LLMbench

Tier: comparative tool. Object: generated prose across models.

github.com/vector-lab-tools/LLMbench · All tools

LLMbench sends a prompt to two models simultaneously, displays their responses side-by-side, and enables researchers to build layered interpretive readings across both outputs. It is the hermeneutic surface instrument of the Vector Lab: the layer at which models are usually encountered. Where Manifold Atlas compares models at the geometric level and Vectorscope inspects internals, LLMbench handles comparative close reading of generated text.

Why LLMbench

AI-generated text is rarely read closely. It is skimmed, summarised, or dismissed. LLMbench asks a different question: what happens when two models generate in response to the same prompt, and what does the comparison reveal about the geometries below? The tool reuses annotation infrastructure from the Critical Code Studies Workbench, reoriented from source code analysis to LLM output comparison.

Modes

Modes are organised across three tiers: Compare, Analyse, and Investigate.

Compare tier

Analyse tier

Investigate tier

Across the Compare and Analyse modes, ten guided exercises are available as scholarly presets drawing on Hyland, Lakoff and Johnson, Hayden White and others. Each exercise supplies a preset prompt, methodological context, and guided questions.
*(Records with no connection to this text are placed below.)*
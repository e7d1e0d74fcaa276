use sea_orm_migration::prelude::*;

#[derive(DeriveMigrationName)]
pub struct Migration;

#[async_trait::async_trait]
impl MigrationTrait for Migration {
    async fn up(&self, manager: &SchemaManager) -> Result<(), DbErr> {
        let conn = manager.get_connection();

        // Episode upserts on refresh key off this triple.
        conn.execute_unprepared(
            "CREATE UNIQUE INDEX IF NOT EXISTS idx_episodes_show_season_episode ON episodes(show_id, season_nb, episode_nb)",
        )
        .await?;

        conn.execute_unprepared(
            "CREATE INDEX IF NOT EXISTS idx_user_episode_flags_episode ON user_episode_flags(episode_id)",
        )
        .await?;

        Ok(())
    }

    async fn down(&self, manager: &SchemaManager) -> Result<(), DbErr> {
        let conn = manager.get_connection();

        conn.execute_unprepared("DROP INDEX IF EXISTS idx_user_episode_flags_episode")
            .await?;
        conn.execute_unprepared("DROP INDEX IF EXISTS idx_episodes_show_season_episode")
            .await?;

        Ok(())
    }
}
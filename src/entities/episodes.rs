use sea_orm::entity::prelude::*;

#[derive(Clone, Debug, PartialEq, Eq, DeriveEntityModel)]
#[sea_orm(table_name = "episodes")]
pub struct Model {
    #[sea_orm(primary_key)]
    pub id: i32,
    pub tmdb_id: i32,
    pub show_id: i32,
    pub season_nb: i32,
    pub episode_nb: i32,
    pub name: Option<String>,
    pub air_date: Option<String>,
    pub overview: Option<String>,
    pub image: Option<String>,
}

#[derive(Copy, Clone, Debug, EnumIter, DeriveRelation)]
pub enum Relation {
    #[sea_orm(
        belongs_to = "super::shows::Entity",
        from = "Column::ShowId",
        to = "super::shows::Column::Id",
        on_update = "NoAction",
        on_delete = "Cascade"
    )]
    Shows,
    #[sea_orm(has_many = "super::user_episode_flags::Entity")]
    UserEpisodeFlags,
}

impl Related<super::shows::Entity> for Entity {
    fn to() -> RelationDef {
        Relation::Shows.def()
    }
}

impl Related<super::user_episode_flags::Entity> for Entity {
    fn to() -> RelationDef {
        Relation::UserEpisodeFlags.def()
    }
}

impl ActiveModelBehavior for ActiveModel {}
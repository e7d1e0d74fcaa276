use crate::domain::{EpisodeId, FlagKey, ShowId};
use anyhow::Context;
use async_trait::async_trait;
use reqwest::Client;
use serde::{Deserialize, Serialize};
use thiserror::Error;

#[derive(Debug, Error)]
pub enum SyncError {
    #[error("Request failed: {0}")]
    Transport(String),

    #[error("Server responded with status {0}")]
    Status(u16),

    #[error("Server did not apply the update")]
    Rejected,

    #[error("Invalid response: {0}")]
    InvalidResponse(String),
}

impl From<reqwest::Error> for SyncError {
    fn from(err: reqwest::Error) -> Self {
        if err.is_decode() {
            Self::InvalidResponse(err.to_string())
        } else {
            Self::Transport(err.to_string())
        }
    }
}

impl From<anyhow::Error> for SyncError {
    fn from(err: anyhow::Error) -> Self {
        Self::Transport(format!("{err:#}"))
    }
}

/// Sends flag writes to the server. `Ok(())` means the write was applied.
#[async_trait]
pub trait FlagTransport: Send + Sync {
    async fn set_episode_flag(
        &self,
        episode_id: EpisodeId,
        key: FlagKey,
        value: bool,
    ) -> Result<(), SyncError>;

    async fn set_season_flag(
        &self,
        show_id: ShowId,
        season_nb: i32,
        key: FlagKey,
        value: bool,
    ) -> Result<(), SyncError>;
}

#[derive(Serialize)]
struct EpisodeFlagBody {
    flag: FlagKey,
    value: bool,
}

#[derive(Serialize)]
struct SeasonFlagBody {
    season_nb: i32,
    flag: FlagKey,
    value: bool,
}

#[derive(Deserialize)]
struct FlagResponse {
    success: bool,
}

/// [`FlagTransport`] over the HTTP API, authenticated by session cookie or
/// API key.
#[derive(Clone)]
pub struct HttpFlagTransport {
    client: Client,
    base_url: String,
    api_key: Option<String>,
}

impl HttpFlagTransport {
    pub fn new(base_url: &str) -> anyhow::Result<Self> {
        let client = Client::builder()
            .cookie_store(true)
            .build()
            .context("Failed to build HTTP client")?;

        Ok(Self {
            client,
            base_url: base_url.trim_end_matches('/').to_string(),
            api_key: None,
        })
    }

    #[must_use]
    pub fn with_api_key(mut self, api_key: impl Into<String>) -> Self {
        self.api_key = Some(api_key.into());
        self
    }

    /// Opens a session; the cookie is kept for later requests.
    pub async fn login(&self, username: &str, password: &str) -> Result<(), SyncError> {
        let response = self
            .client
            .post(format!("{}/api/session", self.base_url))
            .json(&serde_json::json!({ "username": username, "password": password }))
            .send()
            .await?;

        if !response.status().is_success() {
            return Err(SyncError::Status(response.status().as_u16()));
        }
        Ok(())
    }

    async fn patch<B: Serialize + Sync>(&self, path: &str, body: &B) -> Result<(), SyncError> {
        let mut request = self
            .client
            .patch(format!("{}{}", self.base_url, path))
            .json(body);

        if let Some(key) = &self.api_key {
            request = request.header("X-Api-Key", key);
        }

        let response = request.send().await?;

        if !response.status().is_success() {
            return Err(SyncError::Status(response.status().as_u16()));
        }

        let body: FlagResponse = response.json().await?;
        if body.success {
            Ok(())
        } else {
            Err(SyncError::Rejected)
        }
    }
}

#[async_trait]
impl FlagTransport for HttpFlagTransport {
    async fn set_episode_flag(
        &self,
        episode_id: EpisodeId,
        key: FlagKey,
        value: bool,
    ) -> Result<(), SyncError> {
        self.patch(
            &format!("/api/episodes/{episode_id}/flag"),
            &EpisodeFlagBody { flag: key, value },
        )
        .await
    }

    async fn set_season_flag(
        &self,
        show_id: ShowId,
        season_nb: i32,
        key: FlagKey,
        value: bool,
    ) -> Result<(), SyncError> {
        self.patch(
            &format!("/api/shows/{show_id}/season/flag"),
            &SeasonFlagBody {
                season_nb,
                flag: key,
                value,
            },
        )
        .await
    }
}

#[cfg(test)]
mod tests {
    use super::*;

    #[test]
    fn request_bodies_match_the_api() {
        let key = FlagKey::new(4).unwrap();

        let episode = serde_json::to_value(EpisodeFlagBody { flag: key, value: true }).unwrap();
        assert_eq!(episode, serde_json::json!({"flag": "flag_4", "value": true}));

        let season = serde_json::to_value(SeasonFlagBody {
            season_nb: 2,
            flag: key,
            value: false,
        })
        .unwrap();
        assert_eq!(
            season,
            serde_json::json!({"season_nb": 2, "flag": "flag_4", "value": false})
        );
    }

    #[test]
    fn base_url_loses_trailing_slash() {
        let transport = HttpFlagTransport::new("http://localhost:3000/")
            .unwrap()
            .with_api_key("abc");
        assert_eq!(transport.base_url, "http://localhost:3000");
        assert_eq!(transport.api_key.as_deref(), Some("abc"));
    }
}
use axum::{
    Extension, Json,
    extract::{Path, State},
};
use std::sync::Arc;

use super::{
    AddShowRequest, AddShowResponse, ApiError, ApiResponse, AppState, SeasonFlagRequest,
    ShowDetailDto, ShowListDto,
};
use crate::api::validation::{
    parse_flag_key, validate_search_query, validate_season_nb, validate_show_id, validate_tmdb_id,
};
use crate::models::show::ShowSearchResults;
use crate::services::SessionUser;

/// GET /shows
pub async fn list_shows(
    State(state): State<Arc<AppState>>,
    Extension(user): Extension<SessionUser>,
) -> Result<Json<ApiResponse<ShowListDto>>, ApiError> {
    let shows = state.show_service().list_shows().await?;
    let user_flags = state.settings_service().get_flag_labels(user.user_id).await?;

    Ok(Json(ApiResponse::success(ShowListDto { shows, user_flags })))
}

/// GET /shows/{id}
pub async fn get_show(
    State(state): State<Arc<AppState>>,
    Extension(user): Extension<SessionUser>,
    Path(id): Path<i32>,
) -> Result<Json<ApiResponse<ShowDetailDto>>, ApiError> {
    let id = validate_show_id(id)?;
    let show = state.show_service().get_show(id, user.user_id).await?;

    Ok(Json(ApiResponse::success(ShowDetailDto { show })))
}

/// GET /shows/search/{query}
pub async fn search_shows(
    State(state): State<Arc<AppState>>,
    Path(query): Path<String>,
) -> Result<Json<ApiResponse<ShowSearchResults>>, ApiError> {
    let query = validate_search_query(&query)?;
    let results = state.show_service().search(query).await?;

    Ok(Json(ApiResponse::success(results)))
}

/// POST /shows
pub async fn add_show(
    State(state): State<Arc<AppState>>,
    Json(payload): Json<AddShowRequest>,
) -> Result<Json<ApiResponse<AddShowResponse>>, ApiError> {
    let tmdb_id = validate_tmdb_id(payload.tmdb_id)?;
    let id = state.show_service().add_from_provider(tmdb_id).await?;

    Ok(Json(ApiResponse::success(AddShowResponse { id: id.value() })))
}

/// PUT /shows/{id}
/// Refresh metadata and episodes from TMDB
pub async fn refresh_show(
    State(state): State<Arc<AppState>>,
    Extension(user): Extension<SessionUser>,
    Path(id): Path<i32>,
) -> Result<Json<ApiResponse<ShowDetailDto>>, ApiError> {
    let id = validate_show_id(id)?;
    let show = state.show_service().refresh(id, user.user_id).await?;

    Ok(Json(ApiResponse::success(ShowDetailDto { show })))
}

/// PATCH /shows/{id}/season/flag
pub async fn set_season_flag(
    State(state): State<Arc<AppState>>,
    Extension(user): Extension<SessionUser>,
    Path(id): Path<i32>,
    Json(payload): Json<SeasonFlagRequest>,
) -> Result<Json<ApiResponse<()>>, ApiError> {
    let show_id = validate_show_id(id)?;
    let season_nb = validate_season_nb(payload.season_nb)?;
    let key = parse_flag_key(&payload.flag)?;

    let success = state
        .season_flags()
        .set_season_flag(show_id, season_nb, key, payload.value, user.user_id)
        .await?;

    Ok(Json(ApiResponse::outcome(success)))
}
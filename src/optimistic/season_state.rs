use crate::domain::{FlagKey, FlagSet};
use serde::Serialize;

/// Checkbox state of one flag across a season.
#[derive(Debug, Clone, Copy, PartialEq, Eq, Serialize)]
#[serde(rename_all = "snake_case")]
pub enum SeasonFlagState {
    /// No episode in the season defines the flag.
    Absent,
    Checked,
    Unchecked,
    Indeterminate,
}

/// Derives the season checkbox from the episodes' flags.
///
/// Only episodes that define the flag are inspected. An episode without a
/// flag record defines it as false once read through
/// [`FlagSet::unset_as_false`].
pub fn season_flag_state<'a, I>(flags: I, key: FlagKey) -> SeasonFlagState
where
    I: IntoIterator<Item = &'a FlagSet>,
{
    let mut defined = 0usize;
    let mut checked = 0usize;

    for value in flags.into_iter().filter_map(|set| set.get(key)) {
        defined += 1;
        if value {
            checked += 1;
        }
    }

    match (defined, checked) {
        (0, _) => SeasonFlagState::Absent,
        (d, c) if d == c => SeasonFlagState::Checked,
        (_, 0) => SeasonFlagState::Unchecked,
        _ => SeasonFlagState::Indeterminate,
    }
}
Annotation and cross-panel linking

Annotations layer on both panels independently. A new cross-panel link feature connects annotations across the two outputs with typed relations (contrast, parallel, divergence, convergence, echo, absence, note) and free-text notes. Annotations and links persist in a saved comparison format.

Providers

Seven providers supported: OpenAI, Anthropic, Google, Hugging Face, OpenRouter, OpenAI-compatible endpoints, and local Ollama. Logprob support varies by provider; the interface is explicit about what each provider can return.

Theoretical background

LLMbench operationalises the commitment that AI-generated text deserves hermeneutic reading, not just dismissal or statistical critique. It sits above the geometric instruments in the Vector Lab and is often the presentation layer for findings that begin lower down. A claim tested at the geometric level in Manifold Atlas can be illustrated, read closely, and compared across models in LLMbench.

Stack

Next.js, TypeScript, Three.js. Multi-provider adapters with explicit capability flags. Persistent local storage for prompt history, annotations, and saved comparisons.

Status

Mature. Now at v2.2, a milestone bump marking the local-Ollama path: LLMbench runs end-to-end against a local open-weight model from a deployed origin, with full token-level instrumentation. Ollama logprobs are wired through all four logprob endpoints (Compare overlay, Sampling Probe, Grammar Probe Phase B, Probs), so the same per-token reading that worked against hosted models now works against Gemma, Llama, Qwen, Phi, and DeepSeek running locally. The cumulative v2.15.34–v2.15.47 work brought browser-direct generation, structured error rendering, a copyable OLLAMA_ORIGINS command in the unreachable-error message, a proper README Ollama setup section, and a Design Rationale paragraph on why the closer the model sits to the researcher the more honest the reading becomes. All five Grammar Probe phases (A through E) and the Sampling Probe Investigate-tier mode are shipped. In active use for teaching and research.

Siblings

Manifold Atlas compares the same models at the geometric level; LLMbench is the presentation layer for that work. Vectorscope opens the internals behind the prose. Manifoldscope characterises a single manifold. Theoryscope applies comparable methods to corpora of theoretical texts.